Last Updated on September 12, 2022
You must consider thread safety when using the ThreadPoolExecutor.
In this tutorial, you will discover how to handle thread-safety when using the ThreadPoolExecutor class in Python.
Let’s get started.
ThreadPoolExecutor Thread-Safety
The ThreadPoolExecutor provides a flexible way to execute ad hoc tasks using a pool of worker threads.
You can submit tasks to the thread pool by calling the submit() function and passing in the name of the function you wish to execute on another thread.
Calling the submit() function will return a Future object that allows you to check on the status of the task and get the result from the task once it completes.
Although the ThreadPoolExecutor uses threads internally, you do not need to work with threads directly in order to execute tasks and get results.
Nevertheless, when accessing resources or critical sections, thread-safety may be a concern.
Run loops using all CPUs, download your FREE book to learn how.
Using the ThreadPoolExecutor Requires Thread-Safety
Using the ThreadPoolExecutor does require some consideration of thread safety.
What Is Thread Safety?
Thread-safety refers to programs that follow good practice when using threads.
Specifically, it refers to protecting critical sections of code from access by multiple threads in parallel.
A critical section in code refers generally to state or resources that will become corrupt or result in unexpected behavior if they are modified or used by multiple threads of execution at the same time.
This could be something as simple as a counter to reading and writing to a file or network connection, to more complex application-specific cases.
How to Make Critical Sections Thread-Safe?
Access to critical sections of code can be made thread safe by using synchronization primitives.
Perhaps the simplest example is the lock, also called mutual exclusion lock or mutex.
A lock must be acquired before a critical section can be executed, after which the lock is then released.
Only one thread at a time can obtain the lock. Any threads that attempt to acquire the lock while another thread possesses it must wait for the lock to become available. This waiting is managed automatically within the lock internally.
For example:
1 2 3 4 5 6 7 8 9 |
... # example of protecting a critical section with a lock lock = Lock() # ... # acquire the lock lock.acquire() # critical section... # release the lock lock.release() |
This shows that execution of a critical section can be made mutually exclusive among threads.
What About the GIL?
Python threads, including those in the ThreadPoolExecutor, are subject to the global interpreter lock (GIL).

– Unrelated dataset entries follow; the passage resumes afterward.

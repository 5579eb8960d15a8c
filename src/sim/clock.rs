//! Simulated platform clock.

use std::time::{Duration, SystemTime, UNIX_EPOCH};

use parking_lot::Mutex;

use crate::hal::{ClockReading, PlatformClock};

#[derive(Clone, Copy)]
enum Utc {
    System,
    Fixed(Duration),
}

struct State {
    utc: Utc,
    prev_adjustment_usec: i64,
    speed_correction_ppm: f32,
    jump_count: u32,
}

/// Clock with settable UTC and synchronization statistics.
pub struct SimClock {
    state: Mutex<State>,
}

impl SimClock {
    /// Follows the host's wall clock; statistics start at zero.
    pub fn new() -> Self {
        Self {
            state: Mutex::new(State {
                utc: Utc::System,
                prev_adjustment_usec: 0,
                speed_correction_ppm: 0.0,
                jump_count: 0,
            }),
        }
    }

    /// Always reports `reading`.
    pub fn fixed(reading: ClockReading) -> Self {
        let clock = Self::new();
        clock.set(reading);
        clock
    }

    /// Replaces every reported value.
    pub fn set(&self, reading: ClockReading) {
        let mut s = self.state.lock();
        s.utc = Utc::Fixed(reading.utc);
        s.prev_adjustment_usec = reading.prev_adjustment_usec;
        s.speed_correction_ppm = reading.speed_correction_ppm;
        s.jump_count = reading.jump_count;
    }

    /// Applies a master adjustment: the step becomes the previous adjustment,
    /// and steps larger than one second count as jumps.
    pub fn adjust(&self, usec: i64, ppm: f32) {
        let mut s = self.state.lock();
        s.prev_adjustment_usec = usec;
        s.speed_correction_ppm = ppm;
        if usec.unsigned_abs() > 1_000_000 {
            s.jump_count = s.jump_count.saturating_add(1);
        }
    }
}

impl Default for SimClock {
    fn default() -> Self {
        Self::new()
    }
}

impl PlatformClock for SimClock {
    fn utc(&self) -> Duration {
        match self.state.lock().utc {
            Utc::Fixed(d) => d,
            Utc::System => SystemTime::now()
                .duration_since(UNIX_EPOCH)
                .unwrap_or_default(),
        }
    }

    fn prev_utc_adjustment_usec(&self) -> i64 {
        self.state.lock().prev_adjustment_usec
    }

    fn utc_speed_correction_ppm(&self) -> f32 {
        self.state.lock().speed_correction_ppm
    }

    fn utc_jump_count(&self) -> u32 {
        self.state.lock().jump_count
    }
}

The GIL is a programming pattern in the reference Python interpreter (e.g. CPython, the version of Python you download from python.org). It is a lock in the sense that it uses synchronization to ensure that only one thread of execution can execute instructions at a time within a Python process.
This means that although we may have multiple threads in a ThreadPoolExecutor or multiple instances of the Thread class, only instructions from one thread can execute at a time in a Python process.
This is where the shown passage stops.